Williams pointed out that expanding state vaccine eligibility to residents 65 and older does nothing to increase the supply of available vaccines, which is why the county instituted its own age threshold. 75 years old. At least 300,000 residents of Santa Clara County are at least 65 years old.
“The reality is that we absolutely don’t have this amount of vaccine to administer,” he said. “We’re seeing demand outstripping supply and outstripping base capacity for things like planning.”
Contra Costa County officials said they hoped to vaccinate the 77,000 residents aged 75 and over “in the coming weeks” but have meanwhile opened appointments for anyone 65 and over. For now, however, most daytime injections are still for frontline healthcare workers and people over 75.
Williams also said officials were disheartened by the revelation on Friday that an alleged stockpile of second doses did not exist.

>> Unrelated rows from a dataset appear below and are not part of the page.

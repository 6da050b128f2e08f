//! Pump bank driver: four timer-driven pumps on active-low outputs.
//!
//! ## Safety contract
//!
//! Only one pump runs at a time and every pump is forced off before deep
//! sleep. The scheduler enforces the first; this driver is a dumb actuator.
//!
//! ## Dual-target design
//!
//! On ESP-IDF: drives the GPIOs via hw_init helpers.
//! On host/test: tracks state in-memory only.

use log::warn;

use crate::config::NUMBER_OF_PUMPS;
use crate::drivers::hw_init;
use crate::pins;

#[derive(Debug, Clone, Copy, PartialEq, Eq)]
pub enum PumpState {
    Stopped,
    Running,
}

pub struct PumpBank {
    states: [PumpState; NUMBER_OF_PUMPS],
}

impl Default for PumpBank {
    fn default() -> Self {
        Self::new()
    }
}

impl PumpBank {
    pub fn new() -> Self {
        Self {
            states: [PumpState::Stopped; NUMBER_OF_PUMPS],
        }
    }

    pub fn start(&mut self, index: usize) {
        let Some(&gpio) = pins::PUMP_GPIOS.get(index) else {
            warn!("PumpBank: no pump {}", index);
            return;
        };
        // Active low: LOW energises the pump.
        hw_init::gpio_write(gpio, false);
        self.states[index] = PumpState::Running;
    }

    pub fn stop(&mut self, index: usize) {
        let Some(&gpio) = pins::PUMP_GPIOS.get(index) else {
            warn!("PumpBank: no pump {}", index);
            return;
        };
        hw_init::gpio_write(gpio, true);
        self.states[index] = PumpState::Stopped;
    }

    pub fn stop_all(&mut self) {
        for index in 0..NUMBER_OF_PUMPS {
            self.stop(index);
        }
    }

    pub fn state(&self, index: usize) -> Option<PumpState> {
        self.states.get(index).copied()
    }

    pub fn any_running(&self) -> bool {
        self.states.iter().any(|s| *s == PumpState::Running)
    }
}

“We learned this morning that no such stock exists,” he said. “This throws the expectations for vaccine delivery into chaos.”
He hopes the promise of a truly nationally coordinated vaccine rollout promised by the new Biden administration will reverse what he calls an abdication of the Trump administration, which he says has devoted resources to a futile attempt to overturn Biden’s election in the face of a pandemic. whose death toll is approaching 400,000 in the United States.
“It really took the energy of the federal government away from its first job of protecting and caring for everyone in the United States,” Williams said.
But the new administration will face a challenge once in a generation of vaccinating hundreds of millions of Americans in the coming months with vaccines that are not easy to administer. Even beyond the extreme demands of storage and transportation, healthcare professionals must be trained on how to deliver the vaccine, and then additional staff are needed to monitor recipients for the next 15 minutes for allergic reactions. All of this must be accomplished in a safe and socially remote manner.
“To top it off,” Tzvieli said, “this is all being built as we face the biggest wave of the pandemic, which is already straining our limited resources.”